▶ **What the exercise asks**
Set down word for word the lines that begin the entries and run through the line containing "use crate::config::SloConfig;". Give nothing further.

▽

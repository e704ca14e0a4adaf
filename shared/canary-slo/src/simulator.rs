//! SLO decision engine
//!
//! Evaluation order is fixed: master switch, then outage, then error rate,
//! then latency. Outage and error each consume their own draw and share the
//! single `error_rate` dial, so an enabled outage branch takes probability
//! mass from the error branch rather than adding to it.

use parking_lot::Mutex;
use rand::rngs::StdRng;
use rand::SeedableRng;
use std::fmt;
use std::sync::Arc;

use crate::config::SloConfig;
use crate::outcome::{Attributes, Branch, OutcomeKind, SimulationOutcome};
use crate::random::{RandomSource, ScriptedDraws, SimulationError};

/// Evaluate `config` once against draws from `rng`.
pub fn evaluate<R: RandomSource + ?Sized>(
    config: &SloConfig,
    rng: &mut R,
) -> Result<SimulationOutcome, SimulationError> {
    let mut attrs = Attributes::new();

    if !config.simulation_enabled() {
        attrs.insert("error.simulation_enabled", false.into());
        attrs.insert("outage.simulation_enabled", false.into());
        attrs.insert("latency.simulated", false.into());
        return Ok(finish(OutcomeKind::Normal, Branch::Disabled, 0.0, attrs));
    }

    let error_rate = config.error_rate();
    attrs.insert("error.configured_rate", error_rate.into());
    attrs.insert("outage.simulation_enabled", config.outage_simulation_enabled().into());

    if config.outage_simulation_enabled() {
        let r1 = draw(rng)?;
        let fired = r1 < error_rate;
        attrs.insert("outage.draw", r1.into());
        attrs.insert("outage.should_fail", fired.into());
        if fired {
            // With latency simulation on, outages stall for the full ceiling
            // like a hung dependency; otherwise they fail fast.
            let stall = if config.latency_simulation_enabled() {
                config.max_latency_seconds()
            } else {
                0.0
            };
            attrs.insert("latency.simulated", config.latency_simulation_enabled().into());
            attrs.insert("latency.duration_seconds", stall.into());
            return Ok(finish(OutcomeKind::Outage, Branch::Outage, stall, attrs));
        }
    }

    let r2 = draw(rng)?;
    let error_fired = r2 < error_rate;
    attrs.insert("error.simulation_enabled", true.into());
    attrs.insert("error.draw", r2.into());
    attrs.insert("error.should_fail", error_fired.into());

    let delay = if config.latency_simulation_enabled() {
        let r3 = draw(rng)?;
        let delay = r3 * config.max_latency_seconds();
        attrs.insert("latency.draw", r3.into());
        attrs.insert("latency.simulated", true.into());
        attrs.insert("latency.duration_seconds", delay.into());
        delay
    } else {
        attrs.insert("latency.simulated", false.into());
        0.0
    };

    let (kind, branch) = if error_fired {
        (OutcomeKind::Error, Branch::ErrorRate)
    } else {
        (OutcomeKind::Normal, Branch::None)
    };
    Ok(finish(kind, branch, delay, attrs))
}

fn draw<R: RandomSource + ?Sized>(rng: &mut R) -> Result<f64, SimulationError> {
    let value = rng.next_unit()?;
    if (0.0..1.0).contains(&value) {
        Ok(value)
    } else {
        Err(SimulationError::DrawOutOfRange(value))
    }
}

fn finish(kind: OutcomeKind, branch: Branch, delay: f64, mut attrs: Attributes) -> SimulationOutcome {
    attrs.insert("slo.outcome", kind.as_str().into());
    attrs.insert("slo.branch", branch.as_str().into());
    attrs.insert("slo.injected_delay_seconds", delay.into());
    SimulationOutcome {
        kind,
        branch,
        injected_delay_seconds: delay,
        reason_attributes: attrs,
    }
}

/// Where a [`SloSimulator`] takes its draws from.
#[derive(Clone, Default)]
pub enum Entropy {
    /// Per-thread generator; concurrent requests never contend.
    #[default]
    ThreadLocal,
    /// One seeded generator shared behind a lock, for reproducible runs.
    Seeded(Arc<Mutex<StdRng>>),
    /// Fixed draw sequence shared behind a lock.
    Scripted(Arc<Mutex<ScriptedDraws>>),
}

impl fmt::Debug for Entropy {
    fn fmt(&self, f: &mut fmt::Formatter<'_>) -> fmt::Result {
        match self {
            Self::ThreadLocal => write!(f, "ThreadLocal"),
            Self::Seeded(_) => write!(f, "Seeded"),
            Self::Scripted(_) => write!(f, "Scripted"),
        }
    }
}

/// Cheaply cloneable handle pairing a config with its randomness source.
#[derive(Debug, Clone)]
pub struct SloSimulator {
    config: Arc<SloConfig>,
    entropy: Entropy,
}

impl SloSimulator {
    pub fn new(config: SloConfig) -> Self {
        Self {
            config: Arc::new(config),
            entropy: Entropy::ThreadLocal,
        }
    }

    pub fn with_seed(mut self, seed: u64) -> Self {
        self.entropy = Entropy::Seeded(Arc::new(Mutex::new(StdRng::seed_from_u64(seed))));
        self
    }

    pub fn with_script(mut self, draws: ScriptedDraws) -> Self {
        self.entropy = Entropy::Scripted(Arc::new(Mutex::new(draws)));
        self
    }

    pub fn config(&self) -> &SloConfig {
        &self.config
    }

    pub fn entropy(&self) -> &Entropy {
        &self.entropy
    }

    pub fn evaluate(&self) -> Result<SimulationOutcome, SimulationError> {
        match &self.entropy {
            Entropy::ThreadLocal => evaluate(&self.config, &mut rand::thread_rng()),
            Entropy::Seeded(rng) => evaluate(&self.config, &mut *rng.lock()),
            Entropy::Scripted(script) => evaluate(&self.config, &mut *script.lock()),
        }
    }

    pub fn evaluate_with<R: RandomSource + ?Sized>(
        &self,
        rng: &mut R,
    ) -> Result<SimulationOutcome, SimulationError> {
        evaluate(&self.config, rng)
    }
}

#[cfg(test)]
mod tests {
    use super::*;
    use crate::config::SloOptions;
    use crate::outcome::AttributeValue;

    const TRIALS: usize = 10_000;

    fn config(
        sim_bad: bool,
        error_rate: f64,
        latency_simulation: bool,
        max_latency: f64,
        outage_simulation: bool,
    ) -> SloConfig {
        SloConfig::new(SloOptions {
            sim_bad,
            error_rate,
            latency_simulation,
            max_latency,
            outage_simulation,
        })
    }

    fn seeded(seed: u64) -> StdRng {
        StdRng::seed_from_u64(seed)
    }

    #[test]
    fn test_disabled_is_always_normal_without_drawing() {
        let config = config(false, 1.0, true, 5.0, true);
        let mut script = ScriptedDraws::new([0.0, 0.0, 0.99]);

        let outcome = evaluate(&config, &mut script).unwrap();
        assert_eq!(outcome.kind, OutcomeKind::Normal);
        assert_eq!(outcome.branch, Branch::Disabled);
        assert_eq!(outcome.injected_delay_seconds, 0.0);
        assert_eq!(script.consumed(), 0);

        // An empty script would fail on the first draw, so none is taken.
        let outcome = evaluate(&config, &mut ScriptedDraws::default()).unwrap();
        assert_eq!(outcome.kind, OutcomeKind::Normal);
    }

    #[test]
    fn test_zero_error_rate_never_fails() {
        let config = config(true, 0.0, true, 2.0, true);
        let mut rng = seeded(1);
        for _ in 0..TRIALS {
            let outcome = evaluate(&config, &mut rng).unwrap();
            assert_eq!(outcome.kind, OutcomeKind::Normal);
        }
    }

    #[test]
    fn test_full_error_rate_with_outage_is_always_outage() {
        let config = config(true, 1.0, true, 2.5, true);
        let mut rng = seeded(2);
        for _ in 0..TRIALS {
            let outcome = evaluate(&config, &mut rng).unwrap();
            assert_eq!(outcome.kind, OutcomeKind::Outage);
            assert_eq!(outcome.injected_delay_seconds, 2.5);
        }
    }

    #[test]
    fn test_full_error_rate_without_outage_is_always_error() {
        let config = config(true, 1.0, false, 2.0, false);
        let mut rng = seeded(3);
        for _ in 0..TRIALS {
            assert_eq!(evaluate(&config, &mut rng).unwrap().kind, OutcomeKind::Error);
        }
    }

    #[test]
    fn test_error_frequency_matches_rate() {
        let config = config(true, 0.3, false, 2.0, false);
        let mut rng = seeded(4);
        let trials = 100_000;
        let errors = (0..trials)
            .filter(|_| evaluate(&config, &mut rng).unwrap().kind == OutcomeKind::Error)
            .count();
        let observed = errors as f64 / trials as f64;
        assert!((observed - 0.3).abs() < 0.01, "observed error rate {}", observed);
    }

    #[test]
    fn test_outage_takes_mass_from_errors() {
        // P(outage) = 0.3, P(error) = 0.7 * 0.3 = 0.21
        let config = config(true, 0.3, false, 1.0, true);
        let mut rng = seeded(5);
        let trials = 100_000;
        let (mut outages, mut errors) = (0, 0);
        for _ in 0..trials {
            match evaluate(&config, &mut rng).unwrap().kind {
                OutcomeKind::Outage => outages += 1,
                OutcomeKind::Error => errors += 1,
                OutcomeKind::Normal => {}
            }
        }
        assert!((outages as f64 / trials as f64 - 0.3).abs() < 0.01);
        assert!((errors as f64 / trials as f64 - 0.21).abs() < 0.01);
    }

    #[test]
    fn test_latency_stays_within_ceiling() {
        let config = config(true, 0.5, true, 1.75, false);
        let mut rng = seeded(6);
        for _ in 0..TRIALS {
            let delay = evaluate(&config, &mut rng).unwrap().injected_delay_seconds;
            assert!((0.0..=1.75).contains(&delay), "delay {} out of range", delay);
        }
    }

    #[test]
    fn test_latency_disabled_means_zero_delay() {
        let config = config(true, 0.5, false, 100.0, false);
        let mut rng = seeded(7);
        for _ in 0..TRIALS {
            assert_eq!(evaluate(&config, &mut rng).unwrap().injected_delay_seconds, 0.0);
        }
    }

    #[test]
    fn test_outage_without_latency_fails_fast() {
        let config = config(true, 1.0, false, 2.0, true);
        let mut rng = seeded(9);
        for _ in 0..TRIALS {
            let outcome = evaluate(&config, &mut rng).unwrap();
            assert_eq!(outcome.kind, OutcomeKind::Outage);
            assert_eq!(outcome.injected_delay_seconds, 0.0);
            assert_eq!(outcome.reason_attributes["latency.simulated"], AttributeValue::Bool(false));
        }
    }

    #[test]
    fn test_latency_disabled_means_zero_delay_for_every_branch() {
        let config = config(true, 0.5, false, 100.0, true);
        let mut rng = seeded(10);
        for _ in 0..TRIALS {
            assert_eq!(evaluate(&config, &mut rng).unwrap().injected_delay_seconds, 0.0);
        }
    }

    #[test]
    fn test_zero_ceiling_makes_latency_a_no_op() {
        let config = config(true, 0.0, true, 0.0, false);
        let outcome = evaluate(&config, &mut ScriptedDraws::new([0.5, 0.99])).unwrap();
        assert_eq!(outcome.injected_delay_seconds, 0.0);
    }

    #[test]
    fn test_outage_fires_and_stalls_for_full_ceiling() {
        let config = config(true, 0.3, true, 3.0, true);
        let mut script = ScriptedDraws::new([0.1]);

        let outcome = evaluate(&config, &mut script).unwrap();
        assert_eq!(outcome.kind, OutcomeKind::Outage);
        assert_eq!(outcome.branch, Branch::Outage);
        assert_eq!(outcome.injected_delay_seconds, 3.0);
        assert_eq!(script.consumed(), 1);
        assert_eq!(outcome.reason_attributes["outage.draw"], AttributeValue::Float(0.1));
        assert_eq!(outcome.reason_attributes["slo.branch"], AttributeValue::Str("outage"));
    }

    #[test]
    fn test_error_with_independent_latency_draw() {
        let config = config(true, 0.3, true, 3.0, true);
        let outcome = evaluate(&config, &mut ScriptedDraws::new([0.9, 0.05, 0.5])).unwrap();

        assert_eq!(outcome.kind, OutcomeKind::Error);
        assert_eq!(outcome.branch, Branch::ErrorRate);
        assert!((outcome.injected_delay_seconds - 1.5).abs() < 1e-12);

        let attrs = &outcome.reason_attributes;
        assert_eq!(attrs["outage.should_fail"], AttributeValue::Bool(false));
        assert_eq!(attrs["error.draw"], AttributeValue::Float(0.05));
        assert_eq!(attrs["error.should_fail"], AttributeValue::Bool(true));
        assert_eq!(attrs["latency.draw"], AttributeValue::Float(0.5));
        assert_eq!(attrs["slo.outcome"], AttributeValue::Str("error"));
    }

    #[test]
    fn test_normal_without_latency() {
        let config = config(true, 0.3, false, 2.0, false);
        let mut script = ScriptedDraws::new([0.5]);

        let outcome = evaluate(&config, &mut script).unwrap();
        assert_eq!(outcome.kind, OutcomeKind::Normal);
        assert_eq!(outcome.branch, Branch::None);
        assert_eq!(outcome.injected_delay_seconds, 0.0);
        assert_eq!(script.remaining(), 0);
        assert_eq!(outcome.reason_attributes["latency.simulated"], AttributeValue::Bool(false));
    }

    #[test]
    fn test_draw_failures_propagate() {
        let config = config(true, 0.3, true, 2.0, true);

        let err = evaluate(&config, &mut ScriptedDraws::new([0.9])).unwrap_err();
        assert_eq!(err, SimulationError::ScriptExhausted(1));

        let err = evaluate(&config, &mut ScriptedDraws::new([1.0])).unwrap_err();
        assert_eq!(err, SimulationError::DrawOutOfRange(1.0));

        let err = evaluate(&config, &mut ScriptedDraws::new([f64::NAN])).unwrap_err();
        assert!(matches!(err, SimulationError::DrawOutOfRange(v) if v.is_nan()));
    }

    #[test]
    fn test_seeded_simulator_is_reproducible() {
        let config = config(true, 0.4, true, 2.0, true);
        let a = SloSimulator::new(config.clone()).with_seed(42);
        let b = SloSimulator::new(config).with_seed(42);
        for _ in 0..100 {
            assert_eq!(a.evaluate().unwrap(), b.evaluate().unwrap());
        }
    }

    #[test]
    fn test_scripted_simulator_shares_draws_across_clones() {
        let simulator = SloSimulator::new(config(true, 0.3, false, 2.0, false))
            .with_script(ScriptedDraws::new([0.1, 0.9]));
        let clone = simulator.clone();

        assert_eq!(simulator.evaluate().unwrap().kind, OutcomeKind::Error);
        assert_eq!(clone.evaluate().unwrap().kind, OutcomeKind::Normal);
        assert!(simulator.evaluate().is_err());
    }

    #[test]
    fn test_thread_local_evaluations_run_concurrently() {
        let simulator = SloSimulator::new(config(true, 0.5, true, 1.0, true));
        let handles: Vec<_> = (0..4)
            .map(|_| {
                let simulator = simulator.clone();
                std::thread::spawn(move || {
                    (0..1_000)
                        .map(|_| simulator.evaluate().unwrap().injected_delay_seconds)
                        .all(|d| (0.0..=1.0).contains(&d))
                })
            })
            .collect();
        for handle in handles {
            assert!(handle.join().unwrap());
        }
    }
}
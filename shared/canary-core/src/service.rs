//! Service infrastructure for all microservices

use async_trait::async_trait;
use chrono::{DateTime, Utc};
use serde::{Deserialize, Serialize};
use std::future::Future;
use std::sync::Arc;
use std::time::Instant;
use tokio::signal;
use tracing::{error, info, warn};

use crate::error::{CanaryError, Result};

/// Health status for liveness checks
#[derive(Debug, Clone, Serialize, Deserialize)]
pub struct HealthStatus {
    pub healthy: bool,
    pub service_id: String,
    pub version: String,
    pub uptime_seconds: u64,
    pub started_at: DateTime<Utc>,
}

/// Readiness status for readiness checks
#[derive(Debug, Clone, Serialize, Deserialize)]
pub struct ReadinessStatus {
    pub ready: bool,
    pub dependencies: Vec<DependencyStatus>,
}

#[derive(Debug, Clone, Serialize, Deserialize)]
pub struct DependencyStatus {
    pub name: String,
    pub available: bool,
    pub latency_ms: Option<u64>,
}

/// Lifecycle hooks driven by [`MicroserviceRuntime`]. Liveness and readiness
/// are served over HTTP by each service from the status types above.
#[async_trait]
pub trait CanaryService: Send + Sync + 'static {
    /// Service identifier (e.g., "web-app")
    fn service_id(&self) -> &'static str;

    fn version(&self) -> &str {
        env!("CARGO_PKG_VERSION")
    }

    /// Serve until the task is aborted. Returning early stops the runtime.
    async fn start(&self) -> Result<()>;

    /// Called once, after serving stops for any reason.
    async fn shutdown(&self) -> Result<()>;
}

/// Standard microservice runtime bootstrap
pub struct MicroserviceRuntime;

impl MicroserviceRuntime {
    /// Run until Ctrl+C or SIGTERM.
    pub async fn run<S: CanaryService>(service: Arc<S>) -> Result<()> {
        Self::run_until(service, Self::wait_for_shutdown()).await
    }

    /// Run until `shutdown_signal` resolves or `start` returns.
    ///
    /// An error from `start` (a failed bind, say) is returned after
    /// `shutdown` has run, so the process exits non-zero.
    pub async fn run_until<S, F>(service: Arc<S>, shutdown_signal: F) -> Result<()>
    where
        S: CanaryService,
        F: Future<Output = ()>,
    {
        let start_time = Instant::now();
        info!(
            service_id = service.service_id(),
            version = service.version(),
            "Starting microservice"
        );

        let server = service.clone();
        let mut server_task = tokio::spawn(async move { server.start().await });

        let served = tokio::select! {
            joined = &mut server_task => Some(joined),
            _ = shutdown_signal => None,
        };

        let result = match served {
            None => {
                info!("Shutdown signal received, gracefully stopping...");
                Ok(())
            }
            Some(Ok(Ok(()))) => {
                info!("Service stopped serving");
                Ok(())
            }
            Some(Ok(Err(e))) => {
                error!(error = %e, code = e.error_code(), "Service error");
                Err(e)
            }
            Some(Err(e)) => Err(CanaryError::Internal(format!("service task failed: {}", e))),
        };

        if let Err(e) = service.shutdown().await {
            warn!("Error during shutdown: {}", e);
        }

        // Dropping the server task drops in-flight requests and their pending delays.
        server_task.abort();

        info!(
            uptime_seconds = start_time.elapsed().as_secs(),
            "Microservice stopped"
        );

        result
    }

    async fn wait_for_shutdown() {
        let ctrl_c = async {
            if let Err(e) = signal::ctrl_c().await {
                error!("Failed to listen for Ctrl+C: {}", e);
                std::future::pending::<()>().await;
            }
        };

        #[cfg(unix)]
        let terminate = async {
            match signal::unix::signal(signal::unix::SignalKind::terminate()) {
                Ok(mut sigterm) => {
                    sigterm.recv().await;
                }
                Err(e) => {
                    error!("Failed to listen for SIGTERM: {}", e);
                    std::future::pending::<()>().await;
                }
            }
        };

        #[cfg(not(unix))]
        let terminate = std::future::pending::<()>();

        tokio::select! {
            _ = ctrl_c => {},
            _ = terminate => {},
        }
    }
}

#[cfg(test)]
mod tests {
    use super::*;
    use std::sync::atomic::{AtomicUsize, Ordering};
    use tokio::sync::Notify;

    struct MockService {
        fail_start: bool,
        serving: Arc<Notify>,
        shutdowns: AtomicUsize,
    }

    impl MockService {
        fn new(fail_start: bool) -> Arc<Self> {
            Arc::new(Self {
                fail_start,
                serving: Arc::new(Notify::new()),
                shutdowns: AtomicUsize::new(0),
            })
        }
    }

    #[async_trait]
    impl CanaryService for MockService {
        fn service_id(&self) -> &'static str {
            "mock-service"
        }

        async fn start(&self) -> Result<()> {
            if self.fail_start {
                return Err(CanaryError::Network("address in use".into()));
            }
            self.serving.notify_one();
            std::future::pending::<()>().await;
            Ok(())
        }

        async fn shutdown(&self) -> Result<()> {
            self.shutdowns.fetch_add(1, Ordering::SeqCst);
            Ok(())
        }
    }

    #[tokio::test]
    async fn test_shutdown_signal_stops_serving_service() {
        let service = MockService::new(false);
        let serving = service.serving.clone();

        let result = MicroserviceRuntime::run_until(service.clone(), async move {
            serving.notified().await;
        })
        .await;

        assert!(result.is_ok());
        assert_eq!(service.shutdowns.load(Ordering::SeqCst), 1);
    }

    #[tokio::test]
    async fn test_start_failure_is_returned_after_shutdown() {
        let service = MockService::new(true);

        let result = MicroserviceRuntime::run_until(service.clone(), std::future::pending()).await;

        assert!(matches!(result, Err(CanaryError::Network(_))));
        assert_eq!(service.shutdowns.load(Ordering::SeqCst), 1);
    }
}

△

▶ **Answer for the task**
repository e704ca14e0a4adaf
filename shared/canary-slo/src/simulator.rs
//! SLO decision engine
//!
//! Evaluation order is fixed: master switch, then outage, then error rate,
//! then latency. Outage and error each consume their own draw and share the
//! single `error_rate` dial, so an enabled outage branch takes probability
//! mass from the error branch rather than adding to it.

use parking_lot::Mutex;
use rand::rngs::StdRng;
use rand::SeedableRng;
use std::fmt;
use std::sync::Arc;

use crate::config::SloConfig;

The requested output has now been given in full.